I understand what you are saying, and you are right. Describing a programming language as a "machine-readable artificial language designed to express computations that can be performed by a machine" is unnecessarily specific. Programming languages can be more broadly generalized as established descriptions of tasks (or "a set of conventions") that allow one entity to control the behavior of another. What we traditionally identify as programming languages are just a layer of abstraction between machine code and programmers, and are specifically designed for electronic computers.
Programming languages are not limited to traditional computers (see the K'NEX Computer), and aren't even necessarily limited to computational devices at all. For example, when I am pleased with my dog's behavior, he gets a treat. When I am displeased, he gets nothing. Over time the dog learns the treat/no treat programming and I can use the treats to control his behavior (to an extent).
I don't see what is different between what you are asking...
It occurred to me in the shower this morning that a programming language might just be a set of conventions, something that both a human and an appropriately arranged compiler can interpret.
... and the Wikipedia definition.
The key is that a programming language is just "a machine-readable artificial language".

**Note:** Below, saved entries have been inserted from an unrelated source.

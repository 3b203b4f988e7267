//! Output profiles
//!
//! A profile decides which optional card fields survive normalization,
//! how tokens are exported and which format version is stamped on the
//! document. Every emitter sees the same profiled records.

use crate::core::NormalizedCard;

/// Format version stamped by the default profile
pub const WMRH_FORMAT_VERSION: &str = "1";

#[derive(Debug, Clone, PartialEq, Eq)]
pub struct OutputProfile {
    /// Profile name, for logging
    pub name: String,
    pub include_printed_name: bool,
    pub include_url: bool,
    pub include_banned: bool,
    pub include_text: bool,
    pub include_rulings: bool,
    /// Export token cards (feed tokens and the built-in status markers)
    pub include_tokens: bool,
    /// Put tokens in their own document section instead of the card list
    pub separate_tokens: bool,
    pub format_version: String,
}

impl OutputProfile {
    /// Profile matching the WMRH card database consumer
    pub fn wmrh() -> Self {
        OutputProfile {
            name: "wmrh".to_string(),
            include_printed_name: true,
            include_url: true,
            include_banned: true,
            include_text: false,
            include_rulings: true,
            include_tokens: true,
            separate_tokens: false,
            format_version: WMRH_FORMAT_VERSION.to_string(),
        }
    }

    /// Every field the feed offers, tokens in their own section
    pub fn full() -> Self {
        OutputProfile {
            name: "full".to_string(),
            include_text: true,
            separate_tokens: true,
            ..Self::wmrh()
        }
    }

    pub fn with_tokens(mut self, include: bool) -> Self {
        self.include_tokens = include;
        self
    }

    pub fn with_separate_tokens(mut self, separate: bool) -> Self {
        self.separate_tokens = separate;
        self
    }

    pub fn with_format_version(mut self, version: impl Into<String>) -> Self {
        self.format_version = version.into();
        self
    }

    /// Drop the optional fields this profile excludes
    pub fn strip(&self, mut card: NormalizedCard) -> NormalizedCard {
        if !self.include_printed_name {
            card.printed_name = None;
        }
        if !self.include_url {
            card.url = None;
        }
        if !self.include_banned {
            card.banned = None;
        }
        if !self.include_text {
            card.text = None;
        }
        if !self.include_rulings {
            card.rulings.clear();
        }
        card
    }
}

impl Default for OutputProfile {
    fn default() -> Self {
        Self::wmrh()
    }
}

impl std::str::FromStr for OutputProfile {
    type Err = String;

    fn from_str(s: &str) -> std::result::Result<Self, Self::Err> {
        match s.to_lowercase().as_str() {
            "wmrh" => Ok(Self::wmrh()),
            "full" => Ok(Self::full()),
            _ => Err(format!("unknown profile '{s}' (expected: wmrh, full)")),
        }
    }
}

A compiler does indeed act as an effective specification of a language in terms of a reduction to machine code - however, as it's generally difficult to understand a language by reading the compiler's source, one generally considers a programming language in terms of an abstract processing model that the compiler implements. This abstract model is what one means when one refers to the programming language.
That said, there are indeed many languages (Hi there, PHP!) in which the compiler is the only specification of the language in existence. These languages tend to change unpredictably at times as compiler bugs are fixed or introduced.
Programming languages are an abstraction layer that helps insulate the programmer from having to talk in electrical signals to the computer. The creators of the language have done all the hard work in creating a structure (language) or standard (grammar, conjugation, etc.) that then can be interpreted by a compiler in terms that the computer understands.
All programming languages are really nothing more than domain specific languages for machine code or manipulating the registers and memory of a processing entity.
This is probably the true explanation of what a programming language really is:
Step 1: Think of a language and its grammar, which is a set of rules for making syntactically valid statements using the language. For example, a language called GRID has tiles {0,1} as its alphabet and grammar rules that make sure every GRID statement has equal length and height.
Step 2 (definition of program): GRID, so far, is useless. I'd dare to think of any valid statement of GRID as just data. We need to add something else to GRID: a successor function. So GRID={Grammar, alphabet, successor function}. To make this clear, lets use the rules of "The Game of Life" as successor function.
Step 3: The Game of Life is actually Turing Complete, so GRID={Grammar, alphabet, successor function = GOL} can perform any computation that is computable.
A programming language is nothing but a language with a successor function. The environment that evaluates a valid statement of the language(program) does nothing but follow those successor functions. Variables, for example, are things whose successor functions = (STAY THE SAME)
Computers are just very fast environments ;)
Wikipedia's definition might have been taken out of context. For one thing, only programs written in machine code are machine-readable. Otherwise, you need a compiler to convert C++, Java or even assembly code to machine code so the computer can carry out your instructions. Unless you include comments that are only readable to humans, or unless you are strictly discussing a topic within the realm of your program, programming is insufficient for human communication.